EXCERPTED DATA Start Marker

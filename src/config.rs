//! Server and route configuration.
//!
//! Two files drive a deployment. The server file:
//!
//! ```json
//! { "listento": ":8080", "readtimeout": "30", "writetimeout": "30" }
//! ```
//!
//! and the routes file, whose `middlewares` order is significant (see
//! [`chain`](crate::chain) for how it maps to execution order):
//!
//! ```json
//! { "endpoints": [
//!     { "path": "/first",
//!       "controller": "plugins/controllers/general.so",
//!       "middlewares": [ { "handler": "plugins/middlewares/method.so", "params": "GET|POST" } ] }
//! ] }
//! ```
//!
//! Either file may also be YAML; the format is picked from the extension.

use std::path::Path;

use serde::de::DeserializeOwned;
use serde::{Deserialize, Deserializer};

use crate::error::Error;

/// Listener settings. Timeouts stay raw text until the server parses them.
#[derive(Clone, Debug, Deserialize, Eq, PartialEq)]
pub struct ServerSpec {
    #[serde(rename = "listento")]
    pub bind_address: String,
    #[serde(rename = "readtimeout", deserialize_with = "raw_text")]
    pub read_timeout: String,
    #[serde(rename = "writetimeout", deserialize_with = "raw_text")]
    pub write_timeout: String,
}

/// The routes file.
#[derive(Clone, Debug, Default, Deserialize, Eq, PartialEq)]
pub struct RoutesSpec {
    #[serde(default)]
    pub endpoints: Vec<RouteSpec>,
}

/// One exact path, its controller, and the middleware wrapped around it.
#[derive(Clone, Debug, Deserialize, Eq, PartialEq)]
pub struct RouteSpec {
    pub path: String,
    #[serde(rename = "controller")]
    pub handler_locator: String,
    #[serde(default)]
    pub middlewares: Vec<MiddlewareSpec>,
}

/// A middleware unit and the opaque params handed to its factory.
#[derive(Clone, Debug, Deserialize, Eq, PartialEq)]
pub struct MiddlewareSpec {
    #[serde(rename = "handler")]
    pub locator: String,
    #[serde(default)]
    pub params: String,
}

/// Everything needed to start the dispatcher.
#[derive(Clone, Debug, Eq, PartialEq)]
pub struct Config {
    pub server: ServerSpec,
    pub routes: Vec<RouteSpec>,
}

impl Config {
    /// Reads the server file and the routes file.
    pub fn load(server: &Path, routes: &Path) -> Result<Self, Error> {
        let server: ServerSpec = load(server)?;
        let routes: RoutesSpec = load(routes)?;
        Ok(Self { server, routes: routes.endpoints })
    }
}

/// Encoding of a configuration file.
#[derive(Clone, Copy, Debug, Eq, PartialEq)]
pub enum Format {
    Json,
    Yaml,
}

impl Format {
    /// `.yaml` / `.yml` are YAML; anything else is treated as JSON.
    pub fn from_path(path: &Path) -> Self {
        match path.extension().and_then(|e| e.to_str()) {
            Some(ext) if ext.eq_ignore_ascii_case("yaml") || ext.eq_ignore_ascii_case("yml") => {
                Self::Yaml
            }
            _ => Self::Json,
        }
    }
}

/// Reads and decodes one configuration file.
pub fn load<T: DeserializeOwned>(path: &Path) -> Result<T, Error> {
    let text = std::fs::read_to_string(path).map_err(|source| Error::ConfigRead {
        path: path.to_owned(),
        source,
    })?;
    parse(Format::from_path(path), &text, path)
}

/// Decodes configuration text. `origin` only labels errors.
pub fn parse<T: DeserializeOwned>(format: Format, text: &str, origin: &Path) -> Result<T, Error> {
    let decoded = match format {
        Format::Json => serde_json::from_str(text).map_err(|e| e.to_string()),
        Format::Yaml => serde_yaml::from_str(text).map_err(|e| e.to_string()),
    };
    decoded.map_err(|message| Error::ConfigFormat { path: origin.to_owned(), message })
}

/// Accepts `"30"` as well as `30`, keeping the value as written.
fn raw_text<'de, D: Deserializer<'de>>(d: D) -> Result<String, D::Error> {
    #[derive(Deserialize)]
    #[serde(untagged)]
    enum Raw {
        Text(String),
        Int(i64),
    }

    Ok(match Raw::deserialize(d)? {
        Raw::Text(s) => s,
        Raw::Int(n) => n.to_string(),
    })
}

EXCERPTED DATA End Marker

PROBLEM STATEMENT – For the string "ServerSpec", search the preceding data and copy every line that includes it.

WRITTEN RESPONSE –
pub struct ServerSpec {
    pub server: ServerSpec,
        let server: ServerSpec = load(server)?;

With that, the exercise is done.